Three-Phase Circuit

Balance Three-Phase Voltage

A balance 3-phase voltage can only be obtain if we have a 3-phase ac generator by converting potential energy to mechanical energy and to electrical energy in the hydro-power plant for example. A three-phase voltage may be arranged in delta (∆) or wye (Y) system. A wye system allows to provide two different voltages for example 173-300 volts, 173v is the line to neutral voltage and the 300v is the line-to-line voltage. In delta system can only provide one voltage magnitude however it has a greater redundancy as it may continue to operate normally with one of the three supply windings offline.

This is the graph of the balance three-phase voltage source connected into the loads by three to four wires and each voltage source has 120 degrees apart.

3-phase delta system

 3-phase wye system

Conversion of delta to wye and wye to delta source

V_p = V_L  /  sqr.(3)∠-30
V_L = V_p sqr.(3)∠30



Conversion of delta to wye and wye to delta loads

Z_Y=Z_D / 3

Z_D= Z_Y (3)

Balance Y-Y connection example problem

find the total current flowing in a single phase circuit (Ia)
Vy = 110∠0 V

since it is a balance single phase first we draw the single phase equivalent circuit

we know that
                                      Ia=Van / Zy
to obtain (Ia) we calculate the total impedance of the single phase circuit
                                      Ia=110∠0 / (5-j2)+(10+j8)
                                      Ia=6.81∠-21.8 A
the total current flowing in the 3-phase system is
                                     6.81A x 3 = 20.23 A

finding the delta equivalent of the source is
                                      V_{D =}V_p sqr.(3)∠30
                                      V_D = 110 sqr.(3) ∠(0+30)
                                      V_D =190.52∠30
delta equivalent of the load in the circuit
                                       Z_D= Z_Y (3)
                                       Z_D=10+j8 x (3)
                                       Z_D=30+j24 ohm
note: when the source is connected in delta it is much easier if we convert it in Y- connection to solve the problem.

AC Power analysis

Apparent Power and Power Factor

Apparent power is a measure of alternating current (AC) power that is computed by multiplying the root-mean-square (rms) current by the root-mean-square voltage. 
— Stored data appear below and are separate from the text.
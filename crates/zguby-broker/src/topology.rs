// Copyright (c) 2024-2026 Martin Schröder <info@swedishembedded.com>
//
// SPDX-License-Identifier: Apache-2.0
//! The fixed broker topology.
//!
//! One durable topic exchange, six durable queues, each bound by the keys
//! listed in [`BINDINGS`]. Declaration is idempotent and runs on every
//! worker startup, so the first component to come up bootstraps the broker
//! for everyone.

use lapin::options::{ExchangeDeclareOptions, QueueBindOptions, QueueDeclareOptions};
use lapin::types::FieldTable;
use lapin::{Channel, ExchangeKind};
use tracing::debug;
use zguby_events::keys;

use crate::BrokerError;

pub mod queues {
    pub const EMBED: &str = "q.lost-items.embed";
    pub const INGEST: &str = "q.lost-items.ingest";
    pub const PUBLISH: &str = "q.lost-items.publish";
    pub const DATASETS_PUBLISH: &str = "q.datasets.publish";
    pub const DATASETS_PROCESS: &str = "q.datasets.process";
    /// Private status queue of the intake gateway, bound to two keys.
    pub const GATEWAY_STATUS: &str = "q.gateway.status";
}

/// Queue → binding keys. The historical `q.lost-items.ingest ←
/// item.submitted` binding is deliberately absent: the three-stage topology
/// is the only one declared.
pub const BINDINGS: &[(&str, &[&str])] = &[
    (queues::EMBED, &[keys::ITEM_SUBMITTED]),
    (queues::INGEST, &[keys::ITEM_EMBEDDED]),
    (queues::PUBLISH, &[keys::ITEM_VECTORIZED]),
    (queues::DATASETS_PUBLISH, &[keys::DATASET_PUBLISH]),
    (queues::DATASETS_PROCESS, &[keys::DATASET_SUBMITTED]),
    (queues::GATEWAY_STATUS, &[keys::ITEM_EMBEDDED, keys::ITEM_VECTORIZED]),
];

/// Declare the exchange, all queues, and all bindings on `channel`.
pub async fn declare(channel: &Channel, exchange: &str) -> Result<(), BrokerError> {
    channel
        .exchange_declare(
            exchange,
            ExchangeKind::Topic,
            ExchangeDeclareOptions {
                durable: true,
                ..Default::default()
            },
            FieldTable::default(),
        )
        .await?;

    for (queue, binding_keys) in BINDINGS {
        channel
            .queue_declare(
                queue,
                QueueDeclareOptions {
                    durable: true,
                    ..Default::default()
                },
                FieldTable::default(),
            )
            .await?;
        for key in *binding_keys {
            channel
                .queue_bind(queue, exchange, key, QueueBindOptions::default(), FieldTable::default())
                .await?;
        }
        debug!(queue, keys = ?binding_keys, "declared queue");
    }
    Ok(())
}

// ─── Unit tests ──────────────────────────────────────────────────────────────

#[cfg(test)]
mod tests {
    use super::*;

    #[test]
    fn every_pipeline_key_has_exactly_one_worker_queue() {
        // The gateway status queue is a fan-out observer; excluding it, each
        // routing key feeds exactly one queue.
        for key in [
            keys::ITEM_SUBMITTED,
            keys::ITEM_EMBEDDED,
            keys::ITEM_VECTORIZED,
            keys::DATASET_PUBLISH,
            keys::DATASET_SUBMITTED,
        ] {
            let consumers = BINDINGS
                .iter()
                .filter(|(queue, _)| *queue != queues::GATEWAY_STATUS)
                .filter(|(_, binding_keys)| binding_keys.contains(&key))
                .count();
            assert_eq!(consumers, 1, "{key} must have exactly one worker queue");
        }
    }

    #[test]
    fn legacy_submitted_binding_on_ingest_is_gone() {
        let (_, ingest_keys) = BINDINGS
            .iter()
            .find(|(queue, _)| *queue == queues::INGEST)
            .unwrap();
        assert!(!ingest_keys.contains(&keys::ITEM_SUBMITTED));
        assert_eq!(*ingest_keys, [keys::ITEM_EMBEDDED]);
    }

    #[test]
    fn status_queue_observes_both_progress_keys() {
        let (_, status_keys) = BINDINGS
            .iter()
            .find(|(queue, _)| *queue == queues::GATEWAY_STATUS)
            .unwrap();
        assert!(status_keys.contains(&keys::ITEM_EMBEDDED));
        assert!(status_keys.contains(&keys::ITEM_VECTORIZED));
    }

    #[test]
    fn published_events_have_no_queue_yet() {
        // item.published / dataset.published are consumed by the gateway
        // outside this repo; nothing here may bind them by accident.
        for (_, binding_keys) in BINDINGS {
            assert!(!binding_keys.contains(&keys::ITEM_PUBLISHED));
            assert!(!binding_keys.contains(&keys::DATASET_PUBLISHED));
        }
    }
}
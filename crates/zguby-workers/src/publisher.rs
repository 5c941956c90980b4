// Copyright (c) 2024-2026 Martin Schröder <info@swedishembedded.com>
//
// SPDX-License-Identifier: Apache-2.0
//! `item.vectorized` → `item.published` and `dataset.publish` →
//! `dataset.published`.
//!
//! Converts items into portal resources under the configured dataset and
//! creates datasets on demand. Publication of items is a deployment switch:
//! without a configured dataset id the stage acks item events with no side
//! effect.

use std::sync::Arc;

use async_trait::async_trait;
use chrono::Utc;
use tracing::{debug, info};
use zguby_broker::{EventHandler, HandlerError};
use zguby_events::{
    DatasetPublish, DatasetPublished, Event, ItemPublished, ItemSubmitted, ItemVectorized,
};
use zguby_portal::{dcat, DatasetDraft, Portal, PortalError, ResourceDraft, ResourceFormat};

pub struct PortalPublisher {
    portal: Arc<dyn Portal>,
    dataset_id: Option<String>,
}

impl PortalPublisher {
    pub fn new(portal: Arc<dyn Portal>, dataset_id: Option<String>) -> Self {
        Self { portal, dataset_id }
    }

    /// Deterministic item → resource mapping, DCAT enrichment included.
    fn resource_draft(item: &ItemSubmitted) -> ResourceDraft {
        let has_photo = !item.image_url.trim().is_empty();
        ResourceDraft {
            title: item.title.clone(),
            description: item.description.clone(),
            link: item.image_url.clone(),
            format: if has_photo {
                ResourceFormat::Jpeg
            } else {
                ResourceFormat::Json
            },
            tags: dcat::default_tags(item.category),
            theme: dcat::theme_uri(item.category),
            spatial: dcat::spatial_label(&item.location),
        }
    }

    fn classify(err: PortalError) -> HandlerError {
        if err.is_transient() {
            HandlerError::transient(err)
        } else {
            HandlerError::permanent(err)
        }
    }

    async fn publish_item(&self, vectorized: ItemVectorized) -> Result<Vec<Event>, HandlerError> {
        let item_id = vectorized.item.item_id;
        let Some(dataset_id) = &self.dataset_id else {
            info!(%item_id, "no portal dataset configured, skipping publication");
            return Ok(vec![]);
        };
        let draft = Self::resource_draft(&vectorized.item);
        let published = self
            .portal
            .create_resource(dataset_id, &draft)
            .await
            .map_err(Self::classify)?;

        let now = Utc::now();
        debug!(%item_id, resource_id = %published.resource_id, "published portal resource");
        Ok(vec![Event::ItemPublished(ItemPublished {
            item_id,
            dataset_id: dataset_id.clone(),
            dane_gov_url: published.url,
            publication_date: now.date_naive(),
            published_at: now,
        })])
    }

    async fn publish_dataset(&self, request: DatasetPublish) -> Result<Vec<Event>, HandlerError> {
        let draft = DatasetDraft {
            title: request.title,
            notes: request.notes,
            url: request.url,
            institution_name: request.institution_name,
            email: request.email,
            categories: request.categories,
            tags: request.tags,
        };
        let created = self
            .portal
            .create_dataset(&draft)
            .await
            .map_err(Self::classify)?;

        let now = Utc::now();
        debug!(dataset_id = %request.dataset_id, dane_gov_id = %created.dataset_id, "published portal dataset");
        Ok(vec![Event::DatasetPublished(DatasetPublished {
            dataset_id: request.dataset_id,
            dane_gov_id: created.dataset_id,
            published_at: now,
            dane_gov_url: created.url,
            publication_date: now.date_naive(),
        })])
    }
}

#[async_trait]
impl EventHandler for PortalPublisher {
    fn name(&self) -> &str {
        "publisher"
    }

    async fn handle(&self, event: Event) -> Result<Vec<Event>, HandlerError> {
        match event {
            Event::ItemVectorized(vectorized) => self.publish_item(vectorized).await,
            Event::DatasetPublish(request) => self.publish_dataset(request).await,
            _ => Err(HandlerError::malformed(
                "publisher consumes item.vectorized and dataset.publish only",
            )),
        }
    }
}

// ─── Unit tests ──────────────────────────────────────────────────────────────
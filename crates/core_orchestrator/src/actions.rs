use std::str::FromStr;

use anyhow::{Error, anyhow};

/// Canned workspace-wide requests, submitted as ordinary turns.
#[derive(Debug, Clone, Copy, PartialEq, Eq, Hash)]
pub enum WorkspaceAction {
    Summarize,
    Insights,
    Conflicts,
}

impl WorkspaceAction {
    pub const ALL: [WorkspaceAction; 3] = [Self::Summarize, Self::Insights, Self::Conflicts];

    pub fn name(self) -> &'static str {
        match self {
            Self::Summarize => "summarize",
            Self::Insights => "insights",
            Self::Conflicts => "conflicts",
        }
    }

    pub fn prompt(self) -> &'static str {
        match self {
            Self::Summarize => {
                "Synthesize all indexed data and provide a unified technical summary."
            }
            Self::Insights => {
                "Run a semantic analysis to discover correlations across the current document index."
            }
            Self::Conflicts => {
                "Audit all documents for potential logical inconsistencies or contradictory data points."
            }
        }
    }
}

impl FromStr for WorkspaceAction {
    type Err = Error;

    fn from_str(value: &str) -> Result<Self, Self::Err> {
        Self::ALL
            .into_iter()
            .find(|action| action.name().eq_ignore_ascii_case(value.trim()))
            .ok_or_else(|| anyhow!("unknown workspace action `{value}`"))
    }
}

#[cfg(test)]
mod tests {
    use super::*;

    #[test]
    fn parses_action_names() {
        assert_eq!(
            "Summarize".parse::<WorkspaceAction>().expect("parse"),
            WorkspaceAction::Summarize
        );
        assert_eq!(
            " conflicts ".parse::<WorkspaceAction>().expect("parse"),
            WorkspaceAction::Conflicts
        );
        assert!("audit".parse::<WorkspaceAction>().is_err());
    }

    #[test]
    fn prompts_are_distinct() {
        let prompts: Vec<_> = WorkspaceAction::ALL.iter().map(|a| a.prompt()).collect();
        assert_eq!(prompts.len(), 3);
        assert!(prompts[0].starts_with("Synthesize"));
        assert!(prompts[2].starts_with("Audit"));
    }
}
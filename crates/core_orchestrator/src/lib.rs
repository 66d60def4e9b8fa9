mod actions;
mod conversation;

use std::pin::{Pin, pin};
use std::sync::Arc;

use anyhow::{Result, anyhow};
use core_types::{
    GenerateRequest, Message, MessageId, ProviderAdapter, ProviderConfig, Turn, UnifiedEvent,
    UnifiedEventStream,
};
use document_store::DocumentStore;
use futures::future::{self, Either};
use futures::{Stream, StreamExt};
use retrieval::{ContextAssembler, Retriever};
use tracing::{debug, info, warn};

pub use actions::WorkspaceAction;
pub use conversation::{Conversation, ConversationError, PendingTurn};

pub use core_types::DEFAULT_TEMPERATURE;

pub type FragmentStream = Pin<Box<dyn Stream<Item = Result<String>> + Send + 'static>>;

#[derive(Debug, Clone)]
pub struct PreparedTurn {
    pub request: GenerateRequest,
    /// Documents whose segments made it into the context window.
    pub sources: Vec<String>,
}

/// How a turn driven by [`ConversationPipeline::run_turn`] ended.
#[derive(Debug, Clone, Copy, PartialEq, Eq)]
pub enum TurnOutcome {
    Completed(MessageId),
    Cancelled(MessageId),
}

impl TurnOutcome {
    pub fn reply_id(self) -> MessageId {
        match self {
            Self::Completed(id) | Self::Cancelled(id) => id,
        }
    }
}

pub struct ReplyStream {
    pub sources: Vec<String>,
    pub fragments: FragmentStream,
}

pub struct ConversationPipeline {
    provider: Arc<dyn ProviderAdapter>,
    retriever: Retriever,
    assembler: ContextAssembler,
    temperature: f32,
}

impl ConversationPipeline {
    pub fn new(provider: Arc<dyn ProviderAdapter>) -> Self {
        Self {
            provider,
            retriever: Retriever::default(),
            assembler: ContextAssembler::default(),
            temperature: DEFAULT_TEMPERATURE,
        }
    }

    pub fn with_retriever(mut self, retriever: Retriever) -> Self {
        self.retriever = retriever;
        self
    }

    pub fn with_assembler(mut self, assembler: ContextAssembler) -> Self {
        self.assembler = assembler;
        self
    }

    pub fn with_temperature(mut self, temperature: f32) -> Self {
        self.temperature = temperature;
        self
    }

    /// Builds the provider request without touching the network.
    pub fn prepare(
        &self,
        model: &str,
        query: &str,
        history: &[Message],
        store: &DocumentStore,
    ) -> PreparedTurn {
        let retrieval = self.retriever.retrieve(query, store.documents());
        let system_instruction = self.assembler.assemble(&self.retriever.render(&retrieval));

        let mut turns: Vec<Turn> = history
            .iter()
            .filter(|message| !message.text.is_empty())
            .map(Turn::from)
            .collect();
        turns.push(Turn::user(query));

        PreparedTurn {
            request: GenerateRequest {
                model: model.to_string(),
                system_instruction,
                turns,
                temperature: Some(self.temperature),
            },
            sources: retrieval.sources(),
        }
    }

    pub async fn stream_reply(
        &self,
        provider_config: &ProviderConfig,
        api_key: &str,
        query: &str,
        history: &[Message],
        store: &DocumentStore,
    ) -> Result<ReplyStream> {
        let prepared = self.prepare(&provider_config.default_model, query, history, store);
        info!(
            provider = ?provider_config.id,
            model = %prepared.request.model,
            turns = prepared.request.turns.len(),
            sources = prepared.sources.len(),
            "starting reply"
        );
        let events = self
            .provider
            .stream_generate(provider_config, api_key, prepared.request)
            .await?;
        Ok(ReplyStream {
            sources: prepared.sources,
            fragments: text_fragments(events),
        })
    }

    /// Runs one full turn against `conversation`, calling `on_fragment` as text arrives.
    ///
    /// Resolving `cancel` stops consuming the provider stream and keeps the
    /// partial reply as cancelled. On provider failure the partial reply is
    /// kept and marked failed.
    #[allow(clippy::too_many_arguments)]
    pub async fn run_turn<F, C>(
        &self,
        conversation: &mut Conversation,
        store: &DocumentStore,
        provider_config: &ProviderConfig,
        api_key: &str,
        text: &str,
        mut on_fragment: F,
        cancel: C,
    ) -> Result<TurnOutcome, ConversationError>
    where
        F: FnMut(&str),
        C: Future<Output = ()>,
    {
        let turn = conversation.begin_turn(text)?;
        let reply_id = turn.reply_id;

        let reply = match self
            .stream_reply(provider_config, api_key, &turn.query, &turn.history, store)
            .await
        {
            Ok(reply) => reply,
            Err(err) => {
                warn!(%reply_id, error = %err, "provider stream failed to open");
                conversation.fail(reply_id)?;
                return Err(ConversationError::Provider(err));
            }
        };
        conversation.set_sources(reply_id, reply.sources)?;

        let mut fragments = reply.fragments;
        let mut cancel = pin!(cancel);
        loop {
            match future::select(fragments.next(), cancel.as_mut()).await {
                Either::Left((Some(Ok(fragment)), _)) => {
                    conversation.append_fragment(reply_id, &fragment)?;
                    on_fragment(&fragment);
                }
                Either::Left((Some(Err(err)), _)) => {
                    warn!(%reply_id, error = %err, "provider stream failed");
                    conversation.fail(reply_id)?;
                    return Err(ConversationError::Provider(err));
                }
                Either::Left((None, _)) => break,
                Either::Right(((), _)) => {
                    info!(%reply_id, "reply cancelled");
                    conversation.cancel(reply_id)?;
                    return Ok(TurnOutcome::Cancelled(reply_id));
                }
            }
        }

        conversation.complete(reply_id)?;
        Ok(TurnOutcome::Completed(reply_id))
    }
}

/// Keeps non-empty text deltas; the first failure ends the stream.
fn text_fragments(events: UnifiedEventStream) -> FragmentStream {
    Box::pin(futures::stream::unfold(Some(events), |state| async move {
        let Some(mut events) = state else {
            return None;
        };
        loop {
            match events.next().await {
                Some(Ok(UnifiedEvent::TextDelta { text })) if !text.is_empty() => {
                    return Some((Ok(text), Some(events)));
                }
                Some(Ok(UnifiedEvent::Usage {
                    input_tokens,
                    output_tokens,
                    total_tokens,
                })) => {
                    debug!(input_tokens, output_tokens, ?total_tokens, "provider usage");
                }
                Some(Ok(UnifiedEvent::Failed { code, message })) => {
                    return Some((Err(anyhow!("provider failed ({code}): {message}")), None));
                }
                Some(Ok(UnifiedEvent::TextDelta { .. })) => {}
                Some(Ok(UnifiedEvent::Completed)) | None => return None,
                Some(Err(err)) => return Some((Err(err), None)),
            }
        }
    }))
}
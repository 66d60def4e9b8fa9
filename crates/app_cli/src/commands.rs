use std::path::PathBuf;

use core_orchestrator::WorkspaceAction;
use core_types::{DocumentId, UiLanguage};
use document_store::DocumentStore;
use uuid::Uuid;

pub const HELP: &str = "\
/upload <path>...   index text files
/docs               list indexed documents
/remove <n|id|name> remove a document
/summarize          summarize every document
/insights           look for correlations across documents
/conflicts          look for contradictions across documents
/lang <en|zh>       switch interface language
/quit               leave (Ctrl-D also works)
Anything else is sent as a question. Ctrl-C stops a streaming reply.";

#[derive(Debug, Clone, PartialEq, Eq)]
pub enum Command {
    Help,
    Upload(Vec<PathBuf>),
    Docs,
    Remove(String),
    Action(WorkspaceAction),
    Lang(UiLanguage),
    Quit,
    Ask(String),
    Unknown(String),
}

pub fn parse(line: &str) -> Command {
    let line = line.trim();
    let Some(rest) = line.strip_prefix('/') else {
        return Command::Ask(line.to_string());
    };
    let (name, args) = rest
        .split_once(char::is_whitespace)
        .map(|(name, args)| (name, args.trim()))
        .unwrap_or((rest, ""));

    match name {
        "help" | "?" => Command::Help,
        "upload" | "add" if !args.is_empty() => {
            Command::Upload(args.split_whitespace().map(PathBuf::from).collect())
        }
        "docs" | "ls" => Command::Docs,
        "remove" | "rm" if !args.is_empty() => Command::Remove(args.to_string()),
        "lang" => match args {
            "en" | "en_us" => Command::Lang(UiLanguage::EnUs),
            "zh" | "zh_cn" => Command::Lang(UiLanguage::ZhCn),
            _ => Command::Unknown(line.to_string()),
        },
        "quit" | "exit" | "q" => Command::Quit,
        other => match other.parse::<WorkspaceAction>() {
            Ok(action) => Command::Action(action),
            Err(_) => Command::Unknown(line.to_string()),
        },
    }
}

/// Accepts an exact name, a 1-based list position, a full id, or a unique id prefix.
///
/// Names are checked first so a document called `2` stays reachable by name.
pub fn resolve_document(store: &DocumentStore, key: &str) -> Option<DocumentId> {
    let key = key.trim();
    if let Some(doc) = store.documents().find(|doc| doc.name == key) {
        return Some(doc.id);
    }
    if let Ok(position) = key.parse::<usize>() {
        return position
            .checked_sub(1)
            .and_then(|index| store.documents().nth(index))
            .map(|doc| doc.id);
    }
    if let Ok(id) = Uuid::parse_str(key) {
        return store.get(&id).map(|doc| doc.id);
    }

    let mut prefixed = store
        .documents()
        .filter(|doc| key.len() >= 4 && doc.id.to_string().starts_with(key));
    match (prefixed.next(), prefixed.next()) {
        (Some(doc), None) => Some(doc.id),
        _ => None,
    }
}
use std::collections::BTreeMap;

use core_types::UiLanguage;

/// Terminal strings. Missing keys fall back to the other language, then to the key itself.
#[derive(Debug, Clone)]
pub struct I18n {
    lang: UiLanguage,
    zh_cn: BTreeMap<&'static str, &'static str>,
    en_us: BTreeMap<&'static str, &'static str>,
}

impl I18n {
    pub fn new(lang: UiLanguage) -> Self {
        Self {
            lang,
            zh_cn: zh_cn_map(),
            en_us: en_us_map(),
        }
    }

    pub fn set_language(&mut self, lang: UiLanguage) {
        self.lang = lang;
    }

    pub fn language(&self) -> UiLanguage {
        self.lang
    }

    pub fn t<'a>(&'a self, key: &'a str) -> &'a str {
        let (primary, secondary) = match self.lang {
            UiLanguage::ZhCn => (&self.zh_cn, &self.en_us),
            UiLanguage::EnUs => (&self.en_us, &self.zh_cn),
        };
        primary
            .get(key)
            .or_else(|| secondary.get(key))
            .copied()
            .unwrap_or(key)
    }
}

fn zh_cn_map() -> BTreeMap<&'static str, &'static str> {
    BTreeMap::from([
        (
            "chat.welcome",
            "DocMind 工作区已就绪。检索引擎可以处理你的文档，上传文件即可开始索引。",
        ),
        ("chat.busy", "上一条回复仍在生成，请稍候。"),
        ("chat.empty", "请输入问题。"),
        ("chat.unavailable", "检索/生成服务暂时不可用，请稍后重试。"),
        ("chat.cancelled", "已停止生成，保留已收到的内容。"),
        ("docs.title", "已索引文档"),
        ("docs.none", "尚未索引任何文档。"),
        ("docs.added", "已索引"),
        ("docs.failed", "无法读取"),
        ("docs.removed", "已移除"),
        ("docs.not_found", "未找到文档"),
        ("app.unknown_command", "未知命令，输入 /help 查看帮助。"),
        ("app.no_api_key", "未配置 API 密钥"),
    ])
}

fn en_us_map() -> BTreeMap<&'static str, &'static str> {
    BTreeMap::from([
        (
            "chat.welcome",
            "DocMind Workspace Online. My internal RAG logic is ready to process your documents. Upload your data to begin semantic indexing.",
        ),
        ("chat.busy", "A reply is still streaming, please wait."),
        ("chat.empty", "Type a question first."),
        (
            "chat.unavailable",
            "RAG Retrieval Failed. The indexing service might be overloaded.",
        ),
        ("chat.cancelled", "Generation stopped; partial reply kept."),
        ("docs.title", "Indexed documents"),
        ("docs.none", "No documents indexed yet."),
        ("docs.added", "Indexed"),
        ("docs.failed", "Could not read"),
        ("docs.removed", "Removed"),
        ("docs.not_found", "No such document"),
        ("app.unknown_command", "Unknown command, type /help."),
        ("app.no_api_key", "No API key configured"),
    ])
}

#[cfg(test)]
mod tests {
    use super::*;

    #[test]
    fn returns_chinese_translation() {
        let i18n = I18n::new(UiLanguage::ZhCn);
        assert_eq!(i18n.t("docs.removed"), "已移除");
    }

    #[test]
    fn switching_language_changes_lookup() {
        let mut i18n = I18n::new(UiLanguage::ZhCn);
        i18n.set_language(UiLanguage::EnUs);
        assert_eq!(i18n.language(), UiLanguage::EnUs);
        assert_eq!(i18n.t("docs.removed"), "Removed");
    }

    #[test]
    fn falls_back_to_key_when_missing() {
        let i18n = I18n::new(UiLanguage::EnUs);
        assert_eq!(i18n.t("not.exists"), "not.exists");
    }

    #[test]
    fn both_catalogs_have_the_same_keys() {
        let zh: Vec<_> = zh_cn_map().into_keys().collect();
        let en: Vec<_> = en_us_map().into_keys().collect();
        assert_eq!(zh, en);
    }
}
it is the magnitude of a complex power S

The apparent power is measured by VA (volt ampere) it is also the product of the rms value.

in previous formula:

                                                      P = 1/2 Vm Im cos(θv - θi)

and

P = Vrms Irms cos(θv - θi) = S cos(θv - θi)

S = Vrms Irms

Power factor is define as the ratio of the real power flowing to the load, to the apparent power in the circuit.

                                                          pf = P/S = cos(θv - θi)

Example:

Obtain the power factor and the apparent power of a load whose impedance is Z=60+j40Ω  when the applied voltage is v(t) = 150 cos(377t + 10) V.

I = V/Z  = (150 ∠ 10)/(60 + j40 Ω) = 2.08 ∠-23.69 A

S = Vrms Irms = (120/√2)(2.08/√2) = 156 VA

pf = cos(θv - θi) = cos(10 - (-23.69)) = 0.832



Complex Power

complex power defined as:

                                                                  S = P + jQ

where:

P = the real part and measured in watt (W)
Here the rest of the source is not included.